There is definitely a “Pepsi thing” element to it. The company is simply being run better than it has recently. That is obvious from the fact that their beat on EPS, $2.25 versus an expected $2.15, was significantly greater than on revenue, $23.45 billion versus $23.39 billion. This is a story of better-than-expected profitability rather than sales. In fact, their overall product volume, which strips out currency fluctuations and the impact of pricing, actually dropped last quarter. Basically, Pepsi made more money on lower volume, so clearly their ability to raise prices without too much damage to sales and some internal improvements in efficiency were responsible.

The remarkable thing about these earnings is that they go so much against the conventional wisdom around Pepsi going in. There was a belief that the popularity of various weight loss drugs and the tighter conditions for consumers would hurt them, hence the stock has been in collapse mode, and hit a 52-week low on Friday:

Pepsi stock

Given that recent weakness, a roughly 2% pop in the stock at the opening after those fears were allayed is actually somewhat disappointing. That is presumably a function of traders’ awareness of all the actual and potential problems listed above but the question remains: do PEP’s results give us hope that earnings can come to the rescue for the markets as a whole?

I found that doubtful, but what those earnings can do is give us a clue what to expect from at least some others. Big companies with strong brands, and thus a large amount of pricing power, will be okay. Pepsi spent Q3 playing catchup, raising prices to offset inflationary pressures, and other similar companies presumably did the same. However, the overall drop in volume is somewhat worrying and may be more indicative of what is to come than is a bottom line beat.
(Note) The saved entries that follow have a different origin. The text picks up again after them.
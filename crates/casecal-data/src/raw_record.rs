//! Raw event rows from the hosted backend.
//!
//! This module defines [`RawEventRow`], the shape of a calendar event row
//! as the data-fetch layer receives it: camelCase JSON with timestamps as
//! ISO-8601 strings and enum fields as free-form strings. Rows are then
//! normalized into [`casecal_core::CalendarEvent`] values (see
//! [`crate::normalize`]), which is where parsing and validation happen.

use serde::{Deserialize, Serialize};

use crate::error::DataResult;

/// A reference to a person (participant or organizer) as stored on a row.
#[derive(Debug, Clone, PartialEq, Eq, Serialize, Deserialize)]
#[serde(rename_all = "camelCase")]
pub struct RawPersonRef {
    /// The person's record id.
    pub id: String,
    /// Display name, when the backend joined it in.
    #[serde(default)]
    pub display_name: Option<String>,
}

/// A calendar event row as returned by the backend.
///
/// Every field the form layer can write is carried verbatim; nothing is
/// validated at this level.
#[derive(Debug, Clone, PartialEq, Eq, Serialize, Deserialize)]
#[serde(rename_all = "camelCase")]
pub struct RawEventRow {
    /// Unique row id.
    pub id: String,
    /// Event title.
    pub title: String,
    /// Start instant, ISO-8601. Absent on malformed rows; rejected during
    /// normalization rather than failing the whole payload.
    #[serde(default)]
    pub start_at: Option<String>,
    /// End instant, ISO-8601.
    #[serde(default)]
    pub end_at: Option<String>,
    /// All-day flag; absent means false.
    #[serde(default)]
    pub all_day: Option<bool>,
    /// Display category (`meeting`, `appointment`, `activity`, `reminder`).
    #[serde(default)]
    pub event_type: Option<String>,
    /// Recurrence rule (`none`, `daily`, `weekly`, `monthly`).
    #[serde(default)]
    pub recurrence_type: Option<String>,
    /// Recurrence end instant, ISO-8601.
    #[serde(default)]
    pub recurrence_end: Option<String>,
    /// Free-form location text.
    #[serde(default)]
    pub location: Option<String>,
    /// Ordered participant references.
    #[serde(default)]
    pub participants: Option<Vec<RawPersonRef>>,
    /// Organizer reference.
    #[serde(default)]
    pub organizer: Option<RawPersonRef>,
}

/// Parses a JSON array of backend rows.
///
/// # Errors
///
/// Returns a deserialization error when the payload does not match the row
/// shape; per-row semantic problems (bad timestamps, inverted spans) are
/// handled later by [`crate::normalize::normalize_rows`].
pub fn parse_rows(json: &str) -> DataResult<Vec<RawEventRow>> {
    Ok(serde_json::from_str(json)?)
}
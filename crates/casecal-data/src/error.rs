//! Error types for event-row ingestion.

use chrono::{DateTime, Utc};
use thiserror::Error;

/// Result type for ingestion operations.
pub type DataResult<T> = Result<T, DataError>;

/// Errors that can occur while turning backend rows into calendar events.
#[derive(Debug, Error)]
pub enum DataError {
    /// A required timestamp field was absent on the row.
    #[error("event {id}: missing {field}")]
    MissingField { id: String, field: &'static str },

    /// A timestamp field did not parse as RFC 3339.
    #[error("invalid timestamp in {field}: {value:?}: {source}")]
    InvalidTimestamp {
        field: &'static str,
        value: String,
        #[source]
        source: chrono::ParseError,
    },

    /// The event's end precedes its start.
    #[error("event {id}: end {end} precedes start {start}")]
    InvertedSpan {
        id: String,
        start: DateTime<Utc>,
        end: DateTime<Utc>,
    },

    /// The payload from the backend was not valid JSON for the row shape.
    #[error("row deserialization failed: {0}")]
    Deserialization(#[from] serde_json::Error),
}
Conditions are tightening, and there is a legitimate fear that what we are seeing now is just the beginning. As I said yesterday, the declaration of war by Israel is not, in itself, a reason to sell stocks. We have already seen that with Russia’s invasion of Ukraine, but there are several other potential geopolitical flashpoints. North Korea is always a problem, as is the China/Taiwan situation. And while the dispute between India and Pakistan receives less publicity here in the U.S., it, like the Middle East conflict, is a long running, historical land dispute with tribal and religious undertones that has flared into real violence on multiple occasions.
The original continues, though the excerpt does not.